I could go on and on (I didn't have e-mail until I was in college - I didn't have a cell phone until I was in grad school).  So when people hyperventilate about how facebook, twitter, and the internet are dehumanizing everybody and destroying the world - I can remember what it was like before we had any of it.

The Matrix is one of my favorite movies, but it is a great example about how we can exaggerate the problems of the new technological world.  It's a dystopian view of a future where humans have become an energy supply for computers.  As with most dystopian stories it's more about the present than the future.  It was one of many movies during that era that included pale skinned "hackers" who did nothing but sit behind a computer all day.  The main anxiety expressed by theses movies, The Matrix in particular, was that humans would choose to live in a virtual world rather than the "real world."  The revolution depicted in The Matrix movies is really about humans reasserting that "the real" is preferred to "the virtual" even though ironically the humans have to master an incredible amount of technology in order to be victorious.

Why am I confident that we don't need to worry that we'll ever choose "the virtual" over "the real"?  My wife happens to work in the industry of live performances, which given the advances in HD TV and surround sound should have gone the way of the dinosaurs.  But her organization does fairly well - even in the middle of the country.  If you look at Broadway - the trends are even more astounding.  The Book of Mormon has eight performances a week - but if you want a ticket you're looking at a 4-6 month wait.

Running and multi-sport event participation growth has been explosive - even through the recession.  Many of us complain about the crazy cost of races - or how we have to log on to our computers to register for a race in the first five minutes it's open in order to get in.  Road races have somehow become as popular as rock concerts.  Even though that fact is a little disturbing to many of us who just "want to race" without all the insanity - I think it's an overall positive for our society.  We are choosing the real over the virtual.  I think we're realizing that as great as computers are there are some things they just can't simulate. 

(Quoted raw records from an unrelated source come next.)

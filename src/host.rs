//! Copyright © 2025-2026 Gearbox Team. All Rights Reserved.
//!
//! This file is part of Cog.
//! The Cog project belongs to the Gearbox Team.
//!
//! Licensed under the Apache License, Version 2.0 (the "License");
//! You may not use this file except in compliance with the License.
//! You may obtain a copy of the License at
//!
//!     http://www.apache.org/licenses/LICENSE-2.0
//!
//! Unless required by applicable law or agreed to in writing, software
//! distributed under the License is distributed on an "AS IS" BASIS,
//! WITHOUT WARRANTIES OR CONDITIONS OF ANY KIND, either express or implied.
//! See the License for the specific language governing permissions and
//! limitations under the License.

//! # Host Collaborator Module
//!
//! This module defines the narrow interfaces through which the Cog core talks
//! to the rest of the host application. The core consumes these traits and
//! never reaches past them: deferred deletion of extracted resources,
//! progress reporting during startup, and human-readable name resolution.
//!
//! ## Collaborators
//!
//! - **CogShutdownRegistry**: deferred deletion of extracted resource files
//! - **CogProgressSink**: progress reporting during the startup scan
//! - **CogNameResolver**: translation lookup for display names (never blocking)

use std::path::{Path, PathBuf};
use std::sync::Mutex;

/// Deferred-deletion registry. Extracted resource paths are scheduled here
/// and removed when the host shuts down; extracted files are overwritable
/// scratch state, never authoritative.
pub trait CogShutdownRegistry: Send + Sync {
    fn schedule_delete_on_shutdown(&self, path: &Path);
}

/// Progress-reporting sink fed during the startup scan. `fraction` is in
/// `[0.0, 1.0]`.
pub trait CogProgressSink: Send + Sync {
    fn report_progress(&self, message: &str, fraction: f32);
}

/// Translation/name-resolution facility used only to render human-readable
/// names and descriptions. Implementations must not block the caller.
pub trait CogNameResolver: Send + Sync {
    fn resolve(&self, key: &str, fallback: &str) -> String;
}

/// Default shutdown registry: records scheduled paths and deletes them when
/// `run_deletions` is invoked at process shutdown. Deletion failures are
/// logged and skipped.
#[derive(Debug, Default)]
pub struct CogDeferredDeleter {
    pending: Mutex<Vec<PathBuf>>,
}

impl CogDeferredDeleter {
    pub fn new() -> Self {
        CogDeferredDeleter {
            pending: Mutex::new(Vec::new()),
        }
    }

    /// Snapshot of the currently scheduled paths.
    pub fn scheduled(&self) -> Vec<PathBuf> {
        self.pending
            .lock()
            .map(|p| p.clone())
            .unwrap_or_default()
    }

    /// Delete every scheduled path. Files first, then directories, so that
    /// per-plugin directories scheduled before their contents still empty
    /// out correctly.
    pub fn run_deletions(&self) {
        let mut paths = match self.pending.lock() {
            Ok(mut p) => std::mem::take(&mut *p),
            Err(_) => return,
        };
        paths.sort_by_key(|p| std::cmp::Reverse(p.components().count()));
        for path in paths {
            let result = if path.is_dir() {
                std::fs::remove_dir(&path)
            } else {
                std::fs::remove_file(&path)
            };
            if let Err(err) = result {
                log::warn!(
                    "host.shutdown.delete_failed: scheduled path could not be removed - path={}, error={}",
                    path.to_string_lossy(),
                    err
                );
            }
        }
    }
}

impl CogShutdownRegistry for CogDeferredDeleter {
    fn schedule_delete_on_shutdown(&self, path: &Path) {
        if let Ok(mut pending) = self.pending.lock() {
            pending.push(path.to_path_buf());
        }
    }
}

/// Progress sink that drops every report. Used when the host has no
/// interactive startup surface.
#[derive(Debug, Default)]
pub struct CogNullProgressSink;

impl CogProgressSink for CogNullProgressSink {
    fn report_progress(&self, message: &str, fraction: f32) {
        log::debug!(
            "host.progress: startup progress - message={}, fraction={:.2}",
            message,
            fraction
        );
    }
}

/// Name resolver that returns the fallback unchanged. The real translation
/// facility lives in the excluded UI layer.
#[derive(Debug, Default)]
pub struct CogIdentityNameResolver;

impl CogNameResolver for CogIdentityNameResolver {
    fn resolve(&self, _key: &str, fallback: &str) -> String {
        fallback.to_string()
    }
}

Humans interact - it's what we do.  All of these technological advancements help us to interact.  If they don't help us build real connections with other people than they will most likely go away.  If they don't lead to us looking into the eyes of another human - leading us to shaking a hand - or maybe even a hug - these technologies are just instruments.  They are not evil or good on their own - it's all how we use them.

So when I see people giving up facebook for Lent - I kind of laugh.  Why give up interactions with others?  Yes, many people are annoying - but you can just choose to ignore them.  Why push away all of humanity?  You might miss something important.  You might miss the opportunity to make a real connection with another human being, which in the end, may be the only thing that really matters.